The building that most impressed me was Ando’s big Omotesando Hills complex, which combines a shopping mall on its lower floors with two levels of apartments on top. The facades—in a lovely green glass—are expressed rectilinearly but complexly and embody several rhythms in deft syncopation. The mall is particularly successful. Part of the reason is Ando’s usual impeccable detailing. Another part of the reason (and this is true of the city as a whole) is that the shops themselves are small and establish a continuity of interest and through-the-wall interactivity that enlivens the whole. But the best move—brilliant, really—was creating circulation that’s continuous, up a gently inclined ramp that rises along the long sides of the space. The incline derives from the slope of the street outside, so the first long run can be accessed from the sidewalk at both its high and low ends. The rest of the spiral continues, in effect, the rise of the street up through the building. This is both extremely urbane in and of itself, and also solves one of the big formal problems of shopping malls: the dull stacking of space with point circulation strapped on at key spots. It’s a great section as well as an homage to Maki’s well-known Spiral Building down the street.
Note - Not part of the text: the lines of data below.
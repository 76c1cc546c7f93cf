//! The arithmetic syntax tree behind a formula cell.
//!
//! An [`Expr`] is immutable once parsed. It evaluates against an injected
//! cell-value lookup, prints itself back in canonical form with minimal
//! parentheses, and enumerates the cell references it reads.

use std::fmt;

use super::position::Position;
use super::value::EvalError;

/// Binary arithmetic operators, left-associative.
#[derive(Clone, Copy, Debug, Eq, PartialEq)]
pub enum BinaryOp {
    Add,
    Sub,
    Mul,
    Div,
}

/// Unary sign operators; bind tighter than any binary operator.
#[derive(Clone, Copy, Debug, Eq, PartialEq)]
pub enum UnaryOp {
    Plus,
    Neg,
}

/// A node in the parsed formula tree.
#[derive(Clone, Debug, PartialEq)]
pub enum Expr {
    Number(f64),
    Ref(Position),
    Unary {
        op: UnaryOp,
        operand: Box<Expr>,
    },
    Binary {
        op: BinaryOp,
        lhs: Box<Expr>,
        rhs: Box<Expr>,
    },
}

const PREC_ADDITIVE: u8 = 1;
const PREC_MULTIPLICATIVE: u8 = 2;
const PREC_UNARY: u8 = 3;
const PREC_ATOM: u8 = 4;

impl Expr {
    /// Evaluate the tree. `lookup` supplies the numeric value of a cell
    /// reference and may fail with `Ref` or `Value`; those propagate
    /// unchanged. Division by anything smaller in magnitude than the
    /// smallest normal double, or any non-finite intermediate result, fails
    /// with `Arithm`.
    pub fn evaluate<F>(&self, lookup: &F) -> Result<f64, EvalError>
    where
        F: Fn(Position) -> Result<f64, EvalError>,
    {
        match self {
            Expr::Number(n) => Ok(*n),
            Expr::Ref(pos) => lookup(*pos),
            Expr::Unary { op, operand } => {
                let value = operand.evaluate(lookup)?;
                Ok(match op {
                    UnaryOp::Plus => value,
                    UnaryOp::Neg => -value,
                })
            }
            Expr::Binary { op, lhs, rhs } => {
                let left = lhs.evaluate(lookup)?;
                let right = rhs.evaluate(lookup)?;
                let value = match op {
                    BinaryOp::Add => left + right,
                    BinaryOp::Sub => left - right,
                    BinaryOp::Mul => left * right,
                    BinaryOp::Div => {
                        if right.abs() < f64::MIN_POSITIVE {
                            return Err(EvalError::Arithm);
                        }
                        left / right
                    }
                };
                if value.is_finite() {
                    Ok(value)
                } else {
                    Err(EvalError::Arithm)
                }
            }
        }
    }

    /// Every cell reference in the tree, in traversal order. Duplicates and
    /// out-of-range positions are kept; callers filter for their needs.
    pub fn referenced_cells(&self) -> Vec<Position> {
        let mut cells = Vec::new();
        self.collect_cells(&mut cells);
        cells
    }

    fn collect_cells(&self, out: &mut Vec<Position>) {
        match self {
            Expr::Number(_) => {}
            Expr::Ref(pos) => out.push(*pos),
            Expr::Unary { operand, .. } => operand.collect_cells(out),
            Expr::Binary { lhs, rhs, .. } => {
                lhs.collect_cells(out);
                rhs.collect_cells(out);
            }
        }
    }

    fn precedence(&self) -> u8 {
        match self {
            Expr::Number(_) | Expr::Ref(_) => PREC_ATOM,
            Expr::Unary { .. } => PREC_UNARY,
            Expr::Binary { op: BinaryOp::Mul | BinaryOp::Div, .. } => PREC_MULTIPLICATIVE,
            Expr::Binary { op: BinaryOp::Add | BinaryOp::Sub, .. } => PREC_ADDITIVE,
        }
    }
}

impl fmt::Display for BinaryOp {
    fn fmt(&self, f: &mut fmt::Formatter<'_>) -> fmt::Result {
        f.write_str(match self {
            BinaryOp::Add => "+",
            BinaryOp::Sub => "-",
            BinaryOp::Mul => "*",
            BinaryOp::Div => "/",
        })
    }
}

impl fmt::Display for UnaryOp {
    fn fmt(&self, f: &mut fmt::Formatter<'_>) -> fmt::Result {
        f.write_str(match self {
            UnaryOp::Plus => "+",
            UnaryOp::Neg => "-",
        })
    }
}

/// Canonical form: minimal parentheses consistent with precedence and
/// left-associativity, no spaces between tokens. A child is grouped iff its
/// precedence is lower than its parent's, or it sits in the right slot of a
/// same-precedence `-` or `/` (where dropping the parens would reassociate).
impl fmt::Display for Expr {
    fn fmt(&self, f: &mut fmt::Formatter<'_>) -> fmt::Result {
        match self {
            Expr::Number(n) => write!(f, "{}", n),
            Expr::Ref(pos) => write!(f, "{}", pos),
            Expr::Unary { op, operand } => {
                write!(f, "{}", op)?;
                if operand.precedence() < self.precedence() {
                    write!(f, "({})", operand)
                } else {
                    write!(f, "{}", operand)
                }
            }
            Expr::Binary { op, lhs, rhs } => {
                let prec = self.precedence();
                if lhs.precedence() < prec {
                    write!(f, "({})", lhs)?;
                } else {
                    write!(f, "{}", lhs)?;
                }
                write!(f, "{}", op)?;
                let grouped = rhs.precedence() < prec
                    || (rhs.precedence() == prec
                        && matches!(op, BinaryOp::Sub | BinaryOp::Div));
                if grouped {
                    write!(f, "({})", rhs)
                } else {
                    write!(f, "{}", rhs)
                }
            }
        }
    }
}
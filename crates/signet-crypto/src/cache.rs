//! Hydration-gated caches.
//!
//! A [`Cache`] is empty until the store hydrates it; every access before
//! that is `NotInitialized`. Entries start [`CacheEntry::Cold`] (the
//! persisted row only) and are promoted once to [`CacheEntry::Hydrated`].

use std::sync::{Arc, Mutex, MutexGuard, PoisonError};

use crate::error::StoreError;

pub(crate) struct Cache<T> {
    name: &'static str,
    inner: Mutex<Option<T>>,
}

impl<T> Cache<T> {
    pub(crate) fn new(name: &'static str) -> Self {
        Self {
            name,
            inner: Mutex::new(None),
        }
    }

    fn guard(&self) -> MutexGuard<'_, Option<T>> {
        self.inner.lock().unwrap_or_else(PoisonError::into_inner)
    }

    pub(crate) fn fill(&self, value: T) {
        *self.guard() = Some(value);
    }

    /// Run `f` against the hydrated value. The lock is held for the
    /// duration of `f`, so `f` must not block.
    pub(crate) fn with<R>(&self, f: impl FnOnce(&mut T) -> R) -> Result<R, StoreError> {
        let mut guard = self.guard();
        match guard.as_mut() {
            Some(value) => Ok(f(value)),
            None => Err(StoreError::NotInitialized(self.name)),
        }
    }
}

/// A cached record: persisted form only, or persisted form plus the
/// constructed object.
#[derive(Debug)]
pub enum CacheEntry<R, T> {
    Cold { raw: R },
    Hydrated { raw: R, item: Arc<T> },
}

impl<R: Clone, T> CacheEntry<R, T> {
    pub fn cold(raw: R) -> Self {
        Self::Cold { raw }
    }

    pub fn hydrated(raw: R, item: T) -> Self {
        Self::Hydrated {
            raw,
            item: Arc::new(item),
        }
    }

    pub fn raw(&self) -> &R {
        match self {
            Self::Cold { raw } | Self::Hydrated { raw, .. } => raw,
        }
    }

    pub fn is_hydrated(&self) -> bool {
        matches!(self, Self::Hydrated { .. })
    }

    /// Promote in place and return the constructed object. Calling this on
    /// a hydrated entry returns the existing `Arc`; `build` is not run.
    /// A failed build leaves the entry cold.
    pub fn hydrate<E>(&mut self, build: impl FnOnce(&R) -> Result<T, E>) -> Result<Arc<T>, E> {
        match self {
            Self::Hydrated { item, .. } => Ok(Arc::clone(item)),
            Self::Cold { raw } => {
                let item = Arc::new(build(raw)?);
                let raw = raw.clone();
                *self = Self::Hydrated {
                    raw,
                    item: Arc::clone(&item),
                };
                Ok(item)
            }
        }
    }
}
//! In-process collaborators: a table-per-kind gateway and a map-backed
//! peer directory. Used by the tests and by embedders that keep state in
//! memory.

use std::collections::{BTreeMap, HashMap};
use std::sync::atomic::{AtomicBool, AtomicU64, Ordering};
use std::sync::{Mutex, MutexGuard, PoisonError, RwLock};
use std::time::Duration;

use anyhow::{anyhow, bail};
use async_trait::async_trait;

use crate::address::PeerDirectory;
use crate::gateway::{
    PersistenceGateway, PreKeyRow, SessionRow, SignedPreKeyRow, UnprocessedEnvelope,
    UnprocessedUpdate,
};
use crate::identity::OwnIdentityRow;
use crate::trust::IdentityRecord;

#[derive(Default)]
struct Tables {
    own: Option<OwnIdentityRow>,
    identity_keys: BTreeMap<String, IdentityRecord>,
    sessions: BTreeMap<String, SessionRow>,
    pre_keys: BTreeMap<u32, PreKeyRow>,
    signed_pre_keys: BTreeMap<u32, SignedPreKeyRow>,
    unprocessed: BTreeMap<String, UnprocessedEnvelope>,
}

/// [`PersistenceGateway`] over in-memory tables.
#[derive(Default)]
pub struct MemoryGateway {
    tables: Mutex<Tables>,
    fail_removals: AtomicBool,
    write_latency_ms: AtomicU64,
}

impl MemoryGateway {
    pub fn new() -> Self {
        Self::default()
    }

    fn tables(&self) -> MutexGuard<'_, Tables> {
        self.tables.lock().unwrap_or_else(PoisonError::into_inner)
    }

    /// Make every `remove_*_by_id` call fail, as a flaky disk would.
    pub fn fail_removals(&self, fail: bool) {
        self.fail_removals.store(fail, Ordering::SeqCst);
    }

    /// Delay every `create_or_update_*` call, as a real backend would.
    pub fn set_write_latency(&self, latency: Duration) {
        let ms = u64::try_from(latency.as_millis()).unwrap_or(u64::MAX);
        self.write_latency_ms.store(ms, Ordering::SeqCst);
    }

    async fn settle(&self) {
        let ms = self.write_latency_ms.load(Ordering::SeqCst);
        if ms > 0 {
            tokio::time::sleep(Duration::from_millis(ms)).await;
        }
    }

    fn check_removal(&self, what: &str) -> anyhow::Result<()> {
        if self.fail_removals.load(Ordering::SeqCst) {
            bail!("removal of {what} failed");
        }
        Ok(())
    }

    /// Insert a session row directly, bypassing the store.
    pub fn put_session(&self, row: SessionRow) {
        self.tables().sessions.insert(row.id.clone(), row);
    }

    pub fn session(&self, id: &str) -> Option<SessionRow> {
        self.tables().sessions.get(id).cloned()
    }

    pub fn identity_key(&self, peer_id: &str) -> Option<IdentityRecord> {
        self.tables().identity_keys.get(peer_id).cloned()
    }

    pub fn put_identity_key(&self, record: IdentityRecord) {
        self.tables().identity_keys.insert(record.id.clone(), record);
    }

    pub fn pre_key(&self, id: u32) -> Option<PreKeyRow> {
        self.tables().pre_keys.get(&id).cloned()
    }

    pub fn has_pre_key(&self, id: u32) -> bool {
        self.tables().pre_keys.contains_key(&id)
    }

    pub fn signed_pre_key(&self, id: u32) -> Option<SignedPreKeyRow> {
        self.tables().signed_pre_keys.get(&id).cloned()
    }

    pub fn own_identity(&self) -> Option<OwnIdentityRow> {
        self.tables().own.clone()
    }
}

#[async_trait]
impl PersistenceGateway for MemoryGateway {
    async fn load_own_identity(&self) -> anyhow::Result<Option<OwnIdentityRow>> {
        Ok(self.tables().own.clone())
    }

    async fn save_own_identity(&self, row: &OwnIdentityRow) -> anyhow::Result<()> {
        self.tables().own = Some(row.clone());
        Ok(())
    }

    async fn get_all_identity_keys(&self) -> anyhow::Result<Vec<IdentityRecord>> {
        Ok(self.tables().identity_keys.values().cloned().collect())
    }

    async fn create_or_update_identity_key(&self, record: &IdentityRecord) -> anyhow::Result<()> {
        self.settle().await;
        self.tables()
            .identity_keys
            .insert(record.id.clone(), record.clone());
        Ok(())
    }

    async fn remove_identity_key_by_id(&self, id: &str) -> anyhow::Result<()> {
        self.check_removal("identity key")?;
        self.tables().identity_keys.remove(id);
        Ok(())
    }

    async fn get_all_sessions(&self) -> anyhow::Result<Vec<SessionRow>> {
        Ok(self.tables().sessions.values().cloned().collect())
    }

    async fn create_or_update_session(&self, row: &SessionRow) -> anyhow::Result<()> {
        self.settle().await;
        self.tables().sessions.insert(row.id.clone(), row.clone());
        Ok(())
    }

    async fn remove_session_by_id(&self, id: &str) -> anyhow::Result<()> {
        self.check_removal("session")?;
        self.tables().sessions.remove(id);
        Ok(())
    }

    async fn remove_sessions_by_conversation(&self, conversation_id: &str) -> anyhow::Result<()> {
        self.check_removal("sessions")?;
        self.tables()
            .sessions
            .retain(|_, row| row.conversation_id != conversation_id);
        Ok(())
    }

    async fn remove_all_sessions(&self) -> anyhow::Result<()> {
        self.tables().sessions.clear();
        Ok(())
    }

    async fn get_all_pre_keys(&self) -> anyhow::Result<Vec<PreKeyRow>> {
        Ok(self.tables().pre_keys.values().cloned().collect())
    }

    async fn create_or_update_pre_key(&self, row: &PreKeyRow) -> anyhow::Result<()> {
        self.settle().await;
        self.tables().pre_keys.insert(row.id, row.clone());
        Ok(())
    }

    async fn remove_pre_key_by_id(&self, id: u32) -> anyhow::Result<()> {
        self.check_removal("prekey")?;
        self.tables().pre_keys.remove(&id);
        Ok(())
    }

    async fn remove_all_pre_keys(&self) -> anyhow::Result<()> {
        self.tables().pre_keys.clear();
        Ok(())
    }

    async fn get_all_signed_pre_keys(&self) -> anyhow::Result<Vec<SignedPreKeyRow>> {
        Ok(self.tables().signed_pre_keys.values().cloned().collect())
    }

    async fn create_or_update_signed_pre_key(&self, row: &SignedPreKeyRow) -> anyhow::Result<()> {
        self.settle().await;
        self.tables().signed_pre_keys.insert(row.id, row.clone());
        Ok(())
    }

    async fn remove_signed_pre_key_by_id(&self, id: u32) -> anyhow::Result<()> {
        self.check_removal("signed prekey")?;
        self.tables().signed_pre_keys.remove(&id);
        Ok(())
    }

    async fn remove_all_signed_pre_keys(&self) -> anyhow::Result<()> {
        self.tables().signed_pre_keys.clear();
        Ok(())
    }

    async fn get_unprocessed_count(&self) -> anyhow::Result<usize> {
        Ok(self.tables().unprocessed.len())
    }

    async fn get_all_unprocessed(&self) -> anyhow::Result<Vec<UnprocessedEnvelope>> {
        Ok(self.tables().unprocessed.values().cloned().collect())
    }

    async fn get_unprocessed_by_id(&self, id: &str) -> anyhow::Result<Option<UnprocessedEnvelope>> {
        Ok(self.tables().unprocessed.get(id).cloned())
    }

    async fn save_unprocessed(&self, envelope: &UnprocessedEnvelope) -> anyhow::Result<()> {
        self.tables()
            .unprocessed
            .insert(envelope.id.clone(), envelope.clone());
        Ok(())
    }

    async fn save_unprocesseds(&self, envelopes: &[UnprocessedEnvelope]) -> anyhow::Result<()> {
        let mut tables = self.tables();
        for envelope in envelopes {
            tables
                .unprocessed
                .insert(envelope.id.clone(), envelope.clone());
        }
        Ok(())
    }

    async fn update_unprocessed_attempts(&self, id: &str, attempts: u32) -> anyhow::Result<()> {
        let mut tables = self.tables();
        let envelope = tables
            .unprocessed
            .get_mut(id)
            .ok_or_else(|| anyhow!("no unprocessed envelope {id}"))?;
        envelope.attempts = attempts;
        Ok(())
    }

    async fn update_unprocessed_with_data(
        &self,
        id: &str,
        update: &UnprocessedUpdate,
    ) -> anyhow::Result<()> {
        let mut tables = self.tables();
        let envelope = tables
            .unprocessed
            .get_mut(id)
            .ok_or_else(|| anyhow!("no unprocessed envelope {id}"))?;
        if update.source.is_some() {
            envelope.source = update.source.clone();
        }
        if update.source_device.is_some() {
            envelope.source_device = update.source_device;
        }
        if update.server_timestamp.is_some() {
            envelope.server_timestamp = update.server_timestamp;
        }
        if update.decrypted.is_some() {
            envelope.decrypted = update.decrypted.clone();
        }
        Ok(())
    }

    async fn remove_unprocessed(&self, id: &str) -> anyhow::Result<()> {
        self.check_removal("unprocessed envelope")?;
        self.tables().unprocessed.remove(id);
        Ok(())
    }

    async fn remove_all_unprocessed(&self) -> anyhow::Result<()> {
        self.tables().unprocessed.clear();
        Ok(())
    }

    async fn remove_all(&self) -> anyhow::Result<()> {
        *self.tables() = Tables::default();
        Ok(())
    }
}

/// [`PeerDirectory`] over a map. A registered peer id also resolves to
/// itself.
#[derive(Default)]
pub struct MemoryDirectory {
    peers: RwLock<HashMap<String, String>>,
}

impl MemoryDirectory {
    pub fn new() -> Self {
        Self::default()
    }

    pub fn insert(&self, identifier: impl Into<String>, peer_id: impl Into<String>) {
        let peer_id = peer_id.into();
        let mut peers = self.peers.write().unwrap_or_else(PoisonError::into_inner);
        peers.insert(peer_id.clone(), peer_id.clone());
        peers.insert(identifier.into(), peer_id);
    }
}

impl PeerDirectory for MemoryDirectory {
    fn resolve(&self, identifier: &str) -> Option<String> {
        self.peers
            .read()
            .unwrap_or_else(PoisonError::into_inner)
            .get(identifier)
            .cloned()
    }
}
I was also quite taken by Kengo Kuma’s One Omotesando building (which has a truly elegant projecting cantilever on its upper floor), by several other Ando buildings sprinkled throughout the neighborhood, and by Sejima and Nishizawa’s straightforward but thoroughly crisp glass box for Dior. And, lurking not far away is what is, for my money, the finest Modern building in Tokyo, Kenzo Tange’s sublime stadium for the 1964 Olympics. Here is architecture with chops, and spotting it down streets from the midst of boutique-land is a good reminder of the power of building when it goes beyond the endless buffing and fuss that comes from thinking of architecture as a species of jewelry.

Where more is more

When I was in school, we were often pompously taught that buildings were to be divided into “foreground” and “background” types and that the former always depended on the presence of the latter for their meaning. Omotesando—and Tokyo more generally—gives the lie to this particular piece of pat convention. Indeed, the street—which is lined not simply with one Modern gem after another but also more conventional kitsch and everyday mediocrity, from Ralph Lauren’s usual dopey ersatz classical drag to the goofy green mansardic item next to Tod’s—has no “background” at all. It works both because it is simply dense with interest and because the environment—charged up by both the wonderful street itself and the forgiving labyrinth of lanes that run off from it—is easy with variety, excess, and density.

So, can an architectural tourist of good conscience have a good time on Omotesando? Of course! I am not trying to argue that Prada must immediately be converted to an AIDS clinic or glassy Dior to permaculture greenhouses. I am simply raising a question: Why must fashion be the most fashionable thing we create?